→ Task prompt
Count only the lines of the records that hold "LocalStore", then give the number without any other words.

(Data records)
//! Shared fixtures for `policydesk-core` integration tests.

#![allow(dead_code)]

pub mod remote;

use std::sync::Arc;
use std::time::Duration;

use policydesk_core::{
    LocalStore, MemoryQueueStorage, MemoryRecordStore, OfflineQueue, QueuePolicy, QueueStorage,
    ReplicationHook, SyncEvents, SyncOrchestrator,
};
use policydesk_domain::{Record, Table};
pub use remote::{FlakyRemote, RemoteCall};

/// Local store, queue, replication hook and orchestrator wired to one
/// in-memory remote.
pub struct Harness {
    pub remote: Arc<FlakyRemote>,
    pub local: Arc<LocalStore>,
    pub queue: Arc<OfflineQueue>,
    pub events: SyncEvents,
    pub orchestrator: Arc<SyncOrchestrator>,
}

impl Harness {
    pub fn new() -> Self {
        Self::with_policy(QueuePolicy::default())
    }

    pub fn with_policy(policy: QueuePolicy) -> Self {
        Self::build(Arc::new(MemoryQueueStorage::new()), policy)
    }

    /// Harness whose offline queue persists into `storage`.
    pub fn with_queue_storage(storage: Arc<dyn QueueStorage>) -> Self {
        Self::build(storage, QueuePolicy::default())
    }

    fn build(storage: Arc<dyn QueueStorage>, policy: QueuePolicy) -> Self {
        let remote = Arc::new(FlakyRemote::new());
        let events = SyncEvents::default();
        let queue = Arc::new(
            OfflineQueue::new(storage, remote.clone(), events.clone())
                .with_policy(policy)
                .with_call_timeout(Duration::from_secs(2)),
        );
        let local = Arc::new(LocalStore::new(Arc::new(MemoryRecordStore::new())));
        Arc::new(ReplicationHook::new(remote.clone(), queue.clone(), events.clone()))
            .install(local.hooks(), &Table::ALL);
        let orchestrator = Arc::new(
            SyncOrchestrator::new(local.clone(), remote.clone(), queue.clone(), events.clone())
                .with_pass_timeout(Duration::from_secs(5)),
        );
        Self { remote, local, queue, events, orchestrator }
    }
}

pub fn record(value: serde_json::Value) -> Record {
    value.as_object().cloned().expect("test record must be a JSON object")
}
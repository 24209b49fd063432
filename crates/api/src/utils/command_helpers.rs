//! Command execution helpers
//!
//! Keeps the command wrappers free of timing and logging boilerplate.

use std::future::Future;
use std::time::Instant;

use policydesk_domain::Result as DomainResult;

use crate::utils::logging::{error_label, log_command_execution};

/// Execute a command, timing it and logging the outcome.
///
/// # Example
///
/// ```rust,ignore
/// pub async fn list_customers(ctx: &AppContext, principal: &Principal) -> DomainResult<Vec<Customer>> {
///     execute_with_metrics("records::list_customers", || async {
///         ctx.bookkeeping.list_customers(principal).await
///     })
///     .await
/// }
/// ```
pub async fn execute_with_metrics<F, Fut, T>(command_name: &str, command_fn: F) -> DomainResult<T>
where
    F: FnOnce() -> Fut,
    Fut: Future<Output = DomainResult<T>>,
{
    let start = Instant::now();

    let result = command_fn().await;

    let error_type = result.as_ref().err().map(error_label);
    log_command_execution(command_name, start.elapsed(), result.is_ok(), error_type);

    result
}

/// Same as [`execute_with_metrics`], with the error flattened to its message
/// for callers that only display it.
pub async fn execute_with_string_error<F, Fut, T>(
    command_name: &str,
    command_fn: F,
) -> Result<T, String>
where
    F: FnOnce() -> Fut,
    Fut: Future<Output = DomainResult<T>>,
{
    execute_with_metrics(command_name, command_fn).await.map_err(|e| e.to_string())
}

→ Reply to the exercise
3